I asked Susan Fiske in an e-mail today whether she believes the Princeton press release headline accurately reflects the primary findings of her study. She responded: “I approved the press release.  That being said, I can see that people could interpret our data from different perspectives.  Mostly the issue is, trustworthy compared to what standard?  We were comparing trust compared to competence.  Scientists are viewed as higher on competence than trustworthiness.”

I think THAT should have been the headline, then. Scientists are viewed as higher on competence than trustworthiness. Not that scientists AREN'T trusted.

Unfortunately, looking at media reports based on the PNAS paper that I could find through Altmetric, I couldn’t find any that got outside comment or looked more critically at the interpretations of the data.

Writing on Wednesday, Joe Romm seems to be one of the few to look at Fiske’s interpretations more critically.

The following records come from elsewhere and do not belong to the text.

//! Preorder tree layout with explicit right-subtree offsets.
//!
//! ```text
//! dump:            preorder array:
//!      0           pos  node  right_offset
//!     / \           0    0        4
//!    1   2          1    1        2
//!   / \  / \        2    3        -
//!  3  4 5   6       3    4        -
//!                   4    2        2
//!                   5    5        -
//!                   6    6        -
//! ```
//!
//! The left child of a split at `pos` is always `pos + 1`; the right child is
//! `pos + right_offset`. A depth-first scan touches memory sequentially.

use std::collections::BTreeSet;
use std::path::Path;

use log::debug;

use crate::error::ModelError;
use crate::inference::cover::CoverCounts;
use crate::io::dump::{DumpNode, TreeDump, ROOT_ID};

use super::{Node, NodeId, NodeKind, TreeValidationError};

/// A tree stored in preorder.
#[derive(Debug, Clone, PartialEq)]
pub struct PreorderTree {
    nodes: Box<[Node]>,
    /// Source node id per position, used as node identity in cover reports.
    node_ids: Box<[NodeId]>,
}

/// A preorder tree, optionally paired with a zeroed cover accumulator.
#[derive(Debug, Clone)]
pub struct PreorderModel {
    pub tree: PreorderTree,
    pub cover: Option<CoverCounts>,
}

/// Parse a dump and lay it out in preorder.
///
/// With `with_cover`, the model also carries one zeroed counter per node for
/// [`evaluate_preorder_cover`](crate::inference::evaluate_preorder_cover).
pub fn load_preorder(source: &str, with_cover: bool) -> Result<PreorderModel, ModelError> {
    let dump = TreeDump::parse(source)?;
    let tree = PreorderTree::from_dump(&dump)?;
    let cover = with_cover.then(|| CoverCounts::for_tree(&tree));
    Ok(PreorderModel { tree, cover })
}

impl PreorderTree {
    /// Read a dump file and lay it out in preorder.
    pub fn from_file(path: impl AsRef<Path>) -> Result<Self, ModelError> {
        Self::from_dump(&TreeDump::from_file(path)?)
    }

    /// Lay out a dump. The dump is validated first.
    pub fn from_dump(dump: &TreeDump) -> Result<Self, ModelError> {
        dump.validate()?;

        let mut nodes: Vec<Node> = Vec::with_capacity(dump.num_nodes());
        let mut node_ids: Vec<NodeId> = Vec::with_capacity(dump.num_nodes());
        // (dump id, position of the parent whose right offset points here)
        let mut stack: Vec<(NodeId, Option<usize>)> = vec![(ROOT_ID, None)];

        while let Some((id, parent)) = stack.pop() {
            let Some(node) = dump.node(id) else {
                continue;
            };
            let pos = nodes.len();
            if let Some(parent) = parent {
                nodes[parent].right_offset = (pos - parent) as u32;
            }
            node_ids.push(id);
            match *node {
                DumpNode::Split { condition, yes, no } => {
                    nodes.push(Node::split(condition, 0));
                    // Left subtree is emitted completely before the right one is popped.
                    stack.push((no, Some(pos)));
                    stack.push((yes, None));
                }
                DumpNode::Leaf(value) => nodes.push(Node::leaf(value)),
            }
        }

        debug!("preorder layout: {} nodes", nodes.len());
        Ok(Self {
            nodes: nodes.into_boxed_slice(),
            node_ids: node_ids.into_boxed_slice(),
        })
    }

    /// Rebuild from a raw preorder array. Node ids default to positions.
    pub fn from_nodes(nodes: Vec<Node>) -> Result<Self, TreeValidationError> {
        let node_ids = (0..nodes.len() as NodeId).collect();
        Self::from_nodes_with_ids(nodes, node_ids)
    }

    /// Rebuild from a raw preorder array and its source node ids.
    ///
    /// The first id must be the dump root and ids must be unique. Then the
    /// preorder walk is replayed: each subtree must start exactly where the
    /// previous one ended, every right offset must land inside the array, and
    /// the walk must consume every entry.
    pub fn from_nodes_with_ids(
        nodes: Vec<Node>,
        node_ids: Vec<NodeId>,
    ) -> Result<Self, TreeValidationError> {
        let len = nodes.len();
        if len == 0 {
            return Err(TreeValidationError::EmptyTree);
        }
        if node_ids.len() != len {
            return Err(TreeValidationError::NodeIdsLenMismatch {
                expected: len,
                actual: node_ids.len(),
            });
        }

        if node_ids[0] != ROOT_ID {
            return Err(TreeValidationError::MissingRoot(ROOT_ID));
        }
        let mut seen = BTreeSet::new();
        if let Some(&dup) = node_ids.iter().find(|&&id| !seen.insert(id)) {
            return Err(TreeValidationError::DuplicateNode(dup));
        }

        let mut next = 0usize;
        let mut stack = vec![0usize];
        while let Some(start) = stack.pop() {
            if start != next {
                return Err(TreeValidationError::OffsetMismatch {
                    position: start,
                    expected: next,
                    actual: start,
                });
            }
            let node = &nodes[start];
            next = start + 1;
            match node.kind {
                NodeKind::Unused => return Err(TreeValidationError::UnusedEntry { position: start }),
                NodeKind::Leaf => {}
                NodeKind::Split => {
                    if node.right_offset == 0 {
                        return Err(TreeValidationError::SelfLoop {
                            node: node_ids[start],
                        });
                    }
                    if start + 1 >= len {
                        return Err(TreeValidationError::Truncated { position: start });
                    }
                    let right = start + node.right_offset as usize;
                    if right >= len {
                        return Err(TreeValidationError::OffsetOutOfBounds {
                            position: start,
                            offset: node.right_offset,
                            len,
                        });
                    }
                    stack.push(right);
                    stack.push(start + 1);
                }
            }
        }

        if next != len {
            return Err(TreeValidationError::TrailingNodes { count: len - next });
        }

        Ok(Self {
            nodes: nodes.into_boxed_slice(),
            node_ids: node_ids.into_boxed_slice(),
        })
    }

    #[inline]
    pub fn nodes(&self) -> &[Node] {
        &self.nodes
    }

    #[inline]
    pub fn node_ids(&self) -> &[NodeId] {
        &self.node_ids
    }

    #[inline]
    pub fn num_nodes(&self) -> usize {
        self.nodes.len()
    }

    pub fn num_leaves(&self) -> usize {
        self.nodes.iter().filter(|n| n.is_leaf()).count()
    }

    /// Re-serialize as a dump using the stored node ids.
    pub fn to_dump(&self) -> TreeDump {
        let mut dump = TreeDump::new();
        for (pos, node) in self.nodes.iter().enumerate() {
            let id = self.node_ids[pos];
            dump = match node.kind {
                NodeKind::Split => dump.with_split(
                    id,
                    node.condition(),
                    self.node_ids[pos + 1],
                    self.node_ids[pos + node.right_offset as usize],
                ),
                NodeKind::Leaf => dump.with_leaf(id, node.leaf_value),
                NodeKind::Unused => dump,
            };
        }
        dump
    }
}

“If this study proves anything — a big “if” given its design — it’s that scientists are seen as highly competent, and climate scientists in particular have the trust of Americans. Let’s see some headlines like that.” – Joe Romm

How They Did It

The researchers used Amazon.com’s Mechanical Turk to ask 48 participants the following question: “Off the top of your head, what various groups of people do you think today’s society categorizes based on occupation or job?” The participants listed a total of 372 jobs, which Fiske and Dupree pared down to 42, including scientist and researcher.

Then, the researchers asked 116 additional participants to rate a sample of these jobs based on warmth, competence, capability and trustworthiness.

Problematic, in my view, is the fact that in order to analyze envy, contempt and admiration toward different social groupings, Fiske and Dupree lump scientists and researchers into the same “bubble” as CEOs and lawyers, even though researchers and scientists obviously border on the upper warmth end of that bubble, toward doctors.

Scientists are friendly too! Shutterstock: http://ow.ly/C1xuR

What Does it All Mean?

I think we need to ask ourselves what Fiske and Dupree’s social clusterings really mean. What does it mean if scientists are seen as more competent than they are warm – even if they are still moderately to highly warm? Is this always a bad thing? Could there be potential downfalls to being seen as more warm but less competent? And how do we know that scientists who are prominent communicators aren’t seen as more warm anyway?

Before we put out media headlines that tell scientists, “Hey, people respect you but don’t always trust you,” we need to really think about what we want scientists to do with this information. And not only that, but we need to make sure what we are advising them to do will actually lead to better science-public relationships.

“[I]f we are concerned about trust in science and perceptions of scientists, we must focus not only on competence but also – and perhaps more importantly – warmth. Rather than artificially exaggerating traits we think convey friendliness, scientists and science communicators should simply resist the tendency to emphasize their credibility at the cost of their personality. In short… perhaps the best advice is the simplest. Be yourself.” – Liz Neeley

“I agree that there is both good and bad news,” Fiske said. “As an exercise in self-examination, I think it is important to examine places where science communicators could improve.  Otherwise, the temptation is to say that we are doing everything right, and the public is just stupid.  I am more optimistic than that.”

 

Additional Resources

Susan Fiske presented this research before it was published at the Sackler Science of Science Communication Colloquia in 2013.